=== Begin Enclosure ===
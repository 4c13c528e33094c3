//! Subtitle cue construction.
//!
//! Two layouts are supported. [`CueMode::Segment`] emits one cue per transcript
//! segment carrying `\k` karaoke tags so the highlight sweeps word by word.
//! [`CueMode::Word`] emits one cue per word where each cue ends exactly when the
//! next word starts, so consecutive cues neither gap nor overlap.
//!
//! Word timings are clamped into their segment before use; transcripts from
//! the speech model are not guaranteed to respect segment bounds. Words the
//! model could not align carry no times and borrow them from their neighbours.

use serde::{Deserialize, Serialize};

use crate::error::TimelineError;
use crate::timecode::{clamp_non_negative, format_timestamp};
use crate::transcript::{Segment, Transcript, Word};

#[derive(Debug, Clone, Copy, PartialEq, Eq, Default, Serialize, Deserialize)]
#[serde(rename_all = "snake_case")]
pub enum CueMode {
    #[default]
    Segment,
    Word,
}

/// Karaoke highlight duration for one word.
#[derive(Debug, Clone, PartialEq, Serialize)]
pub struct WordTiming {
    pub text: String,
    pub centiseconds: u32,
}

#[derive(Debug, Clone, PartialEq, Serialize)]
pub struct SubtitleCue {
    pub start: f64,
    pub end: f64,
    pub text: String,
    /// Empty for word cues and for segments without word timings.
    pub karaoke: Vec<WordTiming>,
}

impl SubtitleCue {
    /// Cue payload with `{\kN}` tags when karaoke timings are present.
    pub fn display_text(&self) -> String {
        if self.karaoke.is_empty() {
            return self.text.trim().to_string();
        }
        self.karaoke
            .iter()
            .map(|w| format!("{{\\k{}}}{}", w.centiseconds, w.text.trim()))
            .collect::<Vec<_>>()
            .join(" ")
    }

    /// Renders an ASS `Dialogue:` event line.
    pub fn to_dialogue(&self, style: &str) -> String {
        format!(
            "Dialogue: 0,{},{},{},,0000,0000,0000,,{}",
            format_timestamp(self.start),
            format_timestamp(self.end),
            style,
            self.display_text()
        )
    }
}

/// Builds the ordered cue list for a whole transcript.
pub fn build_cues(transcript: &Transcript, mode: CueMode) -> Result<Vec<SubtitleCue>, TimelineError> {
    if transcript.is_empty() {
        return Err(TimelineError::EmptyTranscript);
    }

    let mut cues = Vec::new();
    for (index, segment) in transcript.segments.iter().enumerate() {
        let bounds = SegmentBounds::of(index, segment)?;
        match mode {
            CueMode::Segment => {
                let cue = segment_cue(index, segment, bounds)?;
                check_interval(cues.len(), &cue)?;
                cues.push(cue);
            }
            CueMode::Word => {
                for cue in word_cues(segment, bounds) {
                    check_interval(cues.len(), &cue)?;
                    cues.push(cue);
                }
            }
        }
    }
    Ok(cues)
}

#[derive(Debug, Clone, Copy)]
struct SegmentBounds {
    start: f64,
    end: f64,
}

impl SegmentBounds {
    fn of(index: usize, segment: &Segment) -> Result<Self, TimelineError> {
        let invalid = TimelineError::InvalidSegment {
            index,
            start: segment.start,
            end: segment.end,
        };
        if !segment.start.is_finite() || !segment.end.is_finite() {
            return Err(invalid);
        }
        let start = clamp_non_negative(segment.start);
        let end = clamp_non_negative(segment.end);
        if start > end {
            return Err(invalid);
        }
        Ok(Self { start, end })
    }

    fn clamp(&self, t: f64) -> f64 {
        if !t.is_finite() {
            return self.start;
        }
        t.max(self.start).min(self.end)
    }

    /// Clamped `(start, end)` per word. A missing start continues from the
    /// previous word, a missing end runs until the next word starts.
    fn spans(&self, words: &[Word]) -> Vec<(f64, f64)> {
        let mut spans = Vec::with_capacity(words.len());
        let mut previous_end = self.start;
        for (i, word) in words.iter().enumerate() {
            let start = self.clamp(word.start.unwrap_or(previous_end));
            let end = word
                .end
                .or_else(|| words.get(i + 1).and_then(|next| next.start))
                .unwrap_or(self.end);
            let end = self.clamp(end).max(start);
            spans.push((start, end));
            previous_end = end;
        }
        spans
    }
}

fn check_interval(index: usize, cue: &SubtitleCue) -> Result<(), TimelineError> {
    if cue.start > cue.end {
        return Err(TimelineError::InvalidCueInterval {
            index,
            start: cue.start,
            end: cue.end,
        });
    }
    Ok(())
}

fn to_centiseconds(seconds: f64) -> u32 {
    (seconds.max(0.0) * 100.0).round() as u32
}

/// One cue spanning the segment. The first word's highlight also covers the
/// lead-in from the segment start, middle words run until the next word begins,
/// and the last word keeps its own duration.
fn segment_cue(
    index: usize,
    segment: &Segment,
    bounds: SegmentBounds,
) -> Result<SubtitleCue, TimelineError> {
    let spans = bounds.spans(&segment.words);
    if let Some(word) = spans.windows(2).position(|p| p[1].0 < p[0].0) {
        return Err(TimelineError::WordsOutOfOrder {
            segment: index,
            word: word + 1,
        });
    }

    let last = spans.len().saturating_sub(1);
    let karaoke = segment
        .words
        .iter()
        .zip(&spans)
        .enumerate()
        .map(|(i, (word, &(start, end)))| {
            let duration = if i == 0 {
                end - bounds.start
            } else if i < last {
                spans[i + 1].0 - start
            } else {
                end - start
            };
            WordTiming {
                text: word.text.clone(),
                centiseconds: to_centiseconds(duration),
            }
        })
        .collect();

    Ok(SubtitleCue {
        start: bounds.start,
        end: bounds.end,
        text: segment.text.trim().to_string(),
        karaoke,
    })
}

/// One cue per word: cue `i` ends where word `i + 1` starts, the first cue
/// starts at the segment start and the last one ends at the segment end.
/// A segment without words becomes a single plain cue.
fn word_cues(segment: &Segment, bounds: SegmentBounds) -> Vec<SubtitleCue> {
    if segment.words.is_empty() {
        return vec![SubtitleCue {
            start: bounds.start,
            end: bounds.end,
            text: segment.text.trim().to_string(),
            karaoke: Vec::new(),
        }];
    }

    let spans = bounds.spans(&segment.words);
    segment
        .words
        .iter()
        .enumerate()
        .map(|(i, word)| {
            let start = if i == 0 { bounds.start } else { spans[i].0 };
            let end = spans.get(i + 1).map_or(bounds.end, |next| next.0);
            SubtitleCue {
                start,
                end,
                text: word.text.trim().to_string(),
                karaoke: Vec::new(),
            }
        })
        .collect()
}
=== End Enclosure ===
=== Begin Enclosure ===
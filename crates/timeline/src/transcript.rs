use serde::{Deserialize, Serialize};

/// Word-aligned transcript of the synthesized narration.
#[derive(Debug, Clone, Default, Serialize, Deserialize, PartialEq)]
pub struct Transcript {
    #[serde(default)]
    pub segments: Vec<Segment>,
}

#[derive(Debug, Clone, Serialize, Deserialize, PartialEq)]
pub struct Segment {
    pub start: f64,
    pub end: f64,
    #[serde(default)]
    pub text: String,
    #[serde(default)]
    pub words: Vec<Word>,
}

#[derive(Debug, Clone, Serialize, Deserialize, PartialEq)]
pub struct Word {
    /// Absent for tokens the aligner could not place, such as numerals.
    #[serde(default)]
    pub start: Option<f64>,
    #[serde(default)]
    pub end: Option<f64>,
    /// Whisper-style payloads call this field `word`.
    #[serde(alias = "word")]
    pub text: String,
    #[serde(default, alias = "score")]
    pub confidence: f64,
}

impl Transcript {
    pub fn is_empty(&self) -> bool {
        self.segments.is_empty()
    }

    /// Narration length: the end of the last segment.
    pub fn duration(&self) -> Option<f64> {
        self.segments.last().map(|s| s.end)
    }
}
=== End Enclosure ===
> Your goal
When the string "next" appears in a line of the records above, that line is to be copied.

> Response below
//! next word starts, so consecutive cues neither gap nor overlap.
    /// previous word, a missing end runs until the next word starts.
                .or_else(|| words.get(i + 1).and_then(|next| next.start))
/// lead-in from the segment start, middle words run until the next word begins,
            let end = spans.get(i + 1).map_or(bounds.end, |next| next.0);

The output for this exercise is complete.